You can be a good person without experiencing the worst life has to offer, he told her. You can be strong without having developed that strength for all the wrong reasons. He pointed to her as an example, and was amused by the hint of color that came to her cheeks.
Time's passage moved easily for them, flowed as smoothly and incessantly as the wind-blown sand around their ankles, leaving them wondering where the night had gone as they greeted yet another morning.
She mentioned a technique she'd been developing for correcting impaired vision, one that'd reshape a disfigured or malformed eye, and they spent hours sketching and examining and picking over what might work versus what'd cause irreparable damage. Gaara's field of excellence wasn't exactly putting people back together, but he still knew enough about the human body to put her theory through its paces. He approved of her exactness and caution; she approved of how quickly he picked up on her explanations. By the time curious sentries came to see what they were up to, they had covered the eastern wall's walkway with diagrams drawn on equal parts paper and sand.

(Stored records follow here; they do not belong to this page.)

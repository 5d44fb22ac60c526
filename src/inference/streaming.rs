//! Streaming inference support
//!
//! Generation runs to completion first; the finished output is then replayed
//! word by word, yielding to the scheduler between words.

use futures::Stream;
use serde::Serialize;

use crate::inference::dispatch::Generator;
use crate::inference::prompt::build_prompt;
use crate::types::{GenerationRequest, SamplingParams};

/// Wire marker sent after the last token
pub const DONE_SENTINEL: &str = "[DONE]";

/// Represents a token emitted during streaming inference.
#[derive(Debug, Clone, PartialEq, Eq, Serialize)]
#[serde(tag = "type", content = "text", rename_all = "snake_case")]
pub enum StreamToken {
    /// A generated token string
    Token(String),
    /// Generation completed successfully
    Done,
    /// An error occurred during generation
    Error(String),
}

impl StreamToken {
    /// Extracts the token string if this is a Token variant
    pub fn as_token(&self) -> Option<&str> {
        match self {
            StreamToken::Token(s) => Some(s),
            _ => None,
        }
    }

    /// Extracts the error message if this is an Error variant
    pub fn as_error(&self) -> Option<&str> {
        match self {
            StreamToken::Error(s) => Some(s),
            _ => None,
        }
    }

    /// Text frame sent to a line- or message-oriented client
    pub fn into_wire(self) -> String {
        match self {
            StreamToken::Token(text) => text,
            StreamToken::Done => DONE_SENTINEL.to_string(),
            StreamToken::Error(message) => format!("[ERROR] {message}"),
        }
    }
}

/// Streams the output for `prompt` one whitespace-delimited word at a time.
///
/// Ends with exactly one [`StreamToken::Done`], or with a single
/// [`StreamToken::Error`] and no tokens when generation fails.
pub fn stream(
    generator: Generator,
    prompt: String,
    params: SamplingParams,
    backend: Option<String>,
    model_ref: Option<String>,
) -> impl Stream<Item = StreamToken> + Send + 'static {
    async_stream::stream! {
        let result = generator
            .generate(&prompt, params, backend.as_deref(), model_ref.as_deref())
            .await;

        match result {
            Ok(result) => {
                for word in result.output.split_whitespace() {
                    yield StreamToken::Token(word.to_string());
                    tokio::task::yield_now().await;
                }
                yield StreamToken::Done;
            }
            Err(e) => {
                tracing::warn!("Streaming generation failed: {e}");
                yield StreamToken::Error(e.to_string());
            }
        }
    }
}

/// [`stream`] for a conversation, with parameters resolved like
/// [`Generator::generate_request`].
pub fn stream_request(
    generator: Generator,
    request: GenerationRequest,
) -> impl Stream<Item = StreamToken> + Send + 'static {
    let prompt = build_prompt(&request.messages);
    let params = request.sampling(generator.settings());
    stream(generator, prompt, params, request.backend, request.model)
}

#[cfg(test)]
mod tests {
    use super::*;
    use crate::config::Settings;
    use crate::inference::testing::{
        stub_generator, DenseReply, StubDense, StubLoader, StubNative,
    };
    use crate::types::Message;
    use futures::StreamExt;
    use std::sync::Arc;

    fn generator(reply: DenseReply) -> Generator {
        let loader = StubLoader::with_engines(StubDense::new(reply), StubNative::new(&[]));
        stub_generator(Arc::new(loader), Settings::default())
    }

    fn params() -> SamplingParams {
        SamplingParams {
            max_tokens: 16,
            temperature: 0.7,
            top_p: 0.9,
        }
    }

    #[test]
    fn test_wire_frames() {
        let token = StreamToken::Token("hi".into());
        assert_eq!(token.as_token(), Some("hi"));
        assert_eq!(token.as_error(), None);
        assert_eq!(token.into_wire(), "hi");
        assert_eq!(StreamToken::Done.into_wire(), "[DONE]");
        assert_eq!(StreamToken::Error("boom".into()).into_wire(), "[ERROR] boom");
    }

    #[tokio::test]
    async fn test_stream_splits_words_then_done() {
        let generator = generator(DenseReply::Echo(" hello world  foo\n".to_string()));
        let items: Vec<StreamToken> =
            stream(generator, "p:".to_string(), params(), None, None)
                .collect()
                .await;

        assert_eq!(
            items,
            vec![
                StreamToken::Token("hello".into()),
                StreamToken::Token("world".into()),
                StreamToken::Token("foo".into()),
                StreamToken::Done,
            ]
        );
        let joined: Vec<&str> = items.iter().filter_map(|t| t.as_token()).collect();
        assert_eq!(joined.join(" "), "hello world foo");
    }

    #[tokio::test]
    async fn test_empty_output_is_just_done() {
        let generator = generator(DenseReply::Echo("   ".to_string()));
        let items: Vec<StreamToken> =
            stream(generator, "p:".to_string(), params(), None, None)
                .collect()
                .await;
        assert_eq!(items, vec![StreamToken::Done]);
    }

    #[tokio::test]
    async fn test_failure_yields_single_error() {
        let failing = generator(DenseReply::Fail("boom".to_string()));
        let items: Vec<StreamToken> =
            stream(failing, "p:".to_string(), params(), None, None)
                .collect()
                .await;
        assert_eq!(items.len(), 1);
        assert!(items[0].as_error().is_some_and(|e| e.contains("boom")));

        let unsupported = generator(DenseReply::Echo(" never".to_string()));
        let items: Vec<StreamToken> = stream(
            unsupported,
            "p:".to_string(),
            params(),
            Some("onnx".to_string()),
            None,
        )
        .collect()
        .await;
        assert_eq!(items.len(), 1);
        assert!(items[0].as_error().is_some_and(|e| e.contains("onnx")));
    }

    #[tokio::test]
    async fn test_stream_request_uses_conversation() {
        let generator = generator(DenseReply::Echo(" fine thanks".to_string()));
        let request = GenerationRequest::new(vec![Message::user("how are you")]);
        let items: Vec<String> = stream_request(generator, request)
            .map(StreamToken::into_wire)
            .collect()
            .await;
        assert_eq!(items, vec!["fine", "thanks", "[DONE]"]);
    }
}
//! FilterChat - local chat generation with a safety gate
//!
//! Reads one JSON request per line on stdin and writes one JSON line per
//! response on stdout:
//!
//! - `generate`: a `GenerationRequest` in, a `GenerationResult` out
//! - `stream`: a `GenerationRequest` in, one line per token and a final `"[DONE]"`
//! - `classify`: `{"text": ...}` in, a `SafetyVerdict` out
//! - `gate`: `{"messages": [...]}` in, a `GatedReply` out

use std::sync::Arc;

use futures::StreamExt;
use serde::{Deserialize, Serialize};
use tokio::io::{AsyncBufReadExt, AsyncWriteExt, BufReader, Stdout};
use tracing::{error, info, warn};
use tracing_subscriber::{fmt, prelude::*, EnvFilter};

use filterchat::config::load_settings;
use filterchat::inference::{streaming, BackendRegistry, Generator};
use filterchat::safety::{SafetyClassifier, SafetyGate};
use filterchat::types::{GenerationRequest, Message};

#[derive(Debug, Clone, Copy)]
enum Mode {
    Generate,
    Stream,
    Classify,
    Gate,
}

impl Mode {
    fn parse(arg: Option<&str>) -> Option<Self> {
        match arg.unwrap_or("generate") {
            "generate" => Some(Mode::Generate),
            "stream" => Some(Mode::Stream),
            "classify" => Some(Mode::Classify),
            "gate" => Some(Mode::Gate),
            _ => None,
        }
    }
}

#[derive(Debug, Deserialize)]
struct ClassifyInput {
    text: String,
}

#[derive(Debug, Deserialize)]
struct GateInput {
    #[serde(default)]
    messages: Vec<Message>,
}

#[derive(Debug, Serialize)]
struct ErrorLine {
    error: String,
}

#[tokio::main]
async fn main() -> Result<(), Box<dyn std::error::Error>> {
    tracing_subscriber::registry()
        .with(fmt::layer().with_writer(std::io::stderr))
        .with(EnvFilter::from_default_env().add_directive("filterchat=info".parse()?))
        .init();

    let arg = std::env::args().nth(1);
    let Some(mode) = Mode::parse(arg.as_deref()) else {
        eprintln!("usage: filterchat [generate|stream|classify|gate]");
        std::process::exit(2);
    };

    info!(
        "Starting FilterChat v{} in {:?} mode",
        env!("CARGO_PKG_VERSION"),
        mode
    );

    let settings = Arc::new(load_settings());
    let registry = Arc::new(BackendRegistry::new(&settings));
    let generator = Generator::new(Arc::clone(&registry), Arc::clone(&settings));
    let classifier = SafetyClassifier::new(generator.clone());
    let gate = SafetyGate::new(classifier.clone(), settings.reply_policy);

    if settings.eager_init {
        if let Err(e) = registry.initialize_default().await {
            warn!("Eager initialization failed, will retry on first request: {e}");
        }
        for status in registry.status().await {
            info!(
                "Loaded {} from {} (adapter: {:?})",
                status.kind, status.model_ref, status.adapter
            );
        }
    }

    let mut lines = BufReader::new(tokio::io::stdin()).lines();
    let mut stdout = tokio::io::stdout();

    while let Some(line) = lines.next_line().await? {
        if line.trim().is_empty() {
            continue;
        }
        match mode {
            Mode::Generate => {
                let response = match serde_json::from_str::<GenerationRequest>(&line) {
                    Ok(request) => generator
                        .generate_request(&request)
                        .await
                        .map_err(|e| e.to_string())
                        .and_then(to_json),
                    Err(e) => Err(format!("Invalid payload: {e}")),
                };
                write_response(&mut stdout, response).await?;
            }
            Mode::Stream => match serde_json::from_str::<GenerationRequest>(&line) {
                Ok(request) => {
                    let mut tokens =
                        Box::pin(streaming::stream_request(generator.clone(), request));
                    while let Some(token) = tokens.next().await {
                        write_line(&mut stdout, &serde_json::to_string(&token.into_wire())?)
                            .await?;
                    }
                }
                Err(e) => {
                    write_response(&mut stdout, Err(format!("Invalid payload: {e}"))).await?
                }
            },
            Mode::Classify => {
                let response = match serde_json::from_str::<ClassifyInput>(&line) {
                    Ok(input) => classifier
                        .classify(&input.text)
                        .await
                        .map_err(|e| e.to_string())
                        .and_then(to_json),
                    Err(e) => Err(format!("Invalid payload: {e}")),
                };
                write_response(&mut stdout, response).await?;
            }
            Mode::Gate => {
                let response = match serde_json::from_str::<GateInput>(&line) {
                    Ok(input) => gate
                        .respond(&input.messages)
                        .await
                        .map_err(|e| e.to_string())
                        .and_then(to_json),
                    Err(e) => Err(format!("Invalid payload: {e}")),
                };
                write_response(&mut stdout, response).await?;
            }
        }
    }

    Ok(())
}

fn to_json<T: Serialize>(value: T) -> Result<String, String> {
    serde_json::to_string(&value).map_err(|e| e.to_string())
}

async fn write_response(
    stdout: &mut Stdout,
    response: Result<String, String>,
) -> std::io::Result<()> {
    match response {
        Ok(json) => write_line(stdout, &json).await,
        Err(message) => {
            error!("Request failed: {message}");
            let json = serde_json::to_string(&ErrorLine { error: message })?;
            write_line(stdout, &json).await
        }
    }
}

async fn write_line(stdout: &mut Stdout, line: &str) -> std::io::Result<()> {
    stdout.write_all(line.as_bytes()).await?;
    stdout.write_all(b"\n").await?;
    stdout.flush().await
}
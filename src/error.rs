use axum::{
    http::StatusCode,
    response::{IntoResponse, Response},
};
use thiserror::Error;
use tracing::{debug, warn};

pub type Result<T> = std::result::Result<T, Error>;

#[derive(Error, Debug)]
pub enum Error {
    #[error("The specified bucket name is not valid: {0}")]
    InvalidBucketName(String),

    #[error("The specified bucket does not exist: {0}")]
    NoSuchBucket(String),

    #[error("The specified bucket already exists: {0}")]
    BucketAlreadyExists(String),

    #[error("The bucket you tried to delete is not empty: {0}")]
    BucketNotEmpty(String),

    #[error("The specified key does not exist: {0}")]
    NoSuchKey(String),

    #[error("We encountered an internal error, please try again: {0}")]
    InternalError(String),

    #[error("IO error: {0}")]
    Io(#[from] std::io::Error),
}

impl Error {
    pub fn status_code(&self) -> StatusCode {
        match self {
            Error::InvalidBucketName(_) => StatusCode::BAD_REQUEST,
            Error::NoSuchBucket(_) => StatusCode::NOT_FOUND,
            Error::BucketAlreadyExists(_) => StatusCode::CONFLICT,
            Error::BucketNotEmpty(_) => StatusCode::CONFLICT,
            Error::NoSuchKey(_) => StatusCode::NOT_FOUND,
            Error::InternalError(_) => StatusCode::INTERNAL_SERVER_ERROR,
            Error::Io(_) => StatusCode::INTERNAL_SERVER_ERROR,
        }
    }

    pub fn error_code(&self) -> &'static str {
        match self {
            Error::InvalidBucketName(_) => "InvalidBucketName",
            Error::NoSuchBucket(_) => "NoSuchBucket",
            Error::BucketAlreadyExists(_) => "BucketAlreadyExists",
            Error::BucketNotEmpty(_) => "BucketNotEmpty",
            Error::NoSuchKey(_) => "NoSuchKey",
            Error::InternalError(_) | Error::Io(_) => "InternalError",
        }
    }

    fn resource(&self) -> &str {
        match self {
            Error::InvalidBucketName(name)
            | Error::NoSuchBucket(name)
            | Error::BucketAlreadyExists(name)
            | Error::BucketNotEmpty(name) => name,
            Error::NoSuchKey(key) => key,
            Error::InternalError(_) | Error::Io(_) => "",
        }
    }

    pub fn to_xml(&self) -> String {
        crate::xml::build_error(self.error_code(), &self.to_string(), self.resource())
    }
}

impl IntoResponse for Error {
    fn into_response(self) -> Response {
        let status = self.status_code();
        if status.is_server_error() {
            warn!("request failed: {}", self);
        } else {
            debug!("request rejected: {}", self);
        }

        let body = self.to_xml();
        Response::builder()
            .status(status)
            .header("Content-Type", "application/xml")
            .header("Access-Control-Allow-Origin", "*")
            .body(body.into())
            .unwrap()
    }
}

Gaara caught himself talking about finding her the space and subjects for long-term tests and studies that, if implemented, would keep her there for months—but if she noticed, she didn't argue against the idea.
Once she was at work he sat and replicated their notes from memory, down to every last detail. If she decided to leave, Sand would retain this bit of knowledge to work with. But he still rolled the scrolls up, wrapped them in oilcloth, and buried the bundle where it wouldn't be found—deep below the wall where they sat every morning. She'd trusted him with her idea in the same way she'd trusted his letter to her mentor wouldn't result in her being branded a deserter, and Gaara, ever-increasingly loath to let her down, wanted to feel her trust was well-placed.
ooo
Leaf's teams arrived home three days later without Sakura, but with a scroll addressed to the Hokage. Tsunade read it standing—then sat to read it again. "Here," she finally said, and handed it to Shizune. "Tell me if I should laugh or be offended."
Shizune arched an eyebrow but accepted the scroll.
You've trained your student well. I can't help but wonder if she would be better suited to remain here than at Leaf. I will consider returning her if I feel your need for her there is greater than ours. You need not worry. I will keep her safe. I suspect you knew that when you sent her.
The younger medic gave a low whistle. "He's an arrogant one, isn't he?"
Tsunade sighed. "He's exactly the kind of man he needs to be." The letter'd even put the blame for Sakura's absence squarely on his shoulders; that way, there could be no reprisals against Sakura for her reticence. As long as Gaara really was doing this at Sakura's behest (instead of holding her hostage), Tsunade could breathe a bit easier. "Though if he were any less subtle . . ."
"He needs to worry less about subtlety and more about politeness," Shizune glowered.
"Not in this case." His message was couched in doublespeak to keep Sakura safe, wrapped in antagonism to thinly mask his intentions. Any more open and everyone involved would be at risk.
Shizune glanced over the scroll again—then jerked as Tsunade's relative calmness registered. "Wait. You knew this would happen?"
"Suspected," Tsunade said in a low voice. Unfettered, the Uchiha could be anywhere.
"How?" pressed Shizune, and Tsuande turned to her, smiling bitterly.
"Because the Kazekage has never made a secret of his past, and because his brother and sister have been around enough that I've learned all their birthdays. And because I can count." Tsunade sighed again—in relief as much as anything else, however much she'd expected this end, or hoped for it—and then went to personally inform the last Uchiha that his nuptials were indefinitely postponed.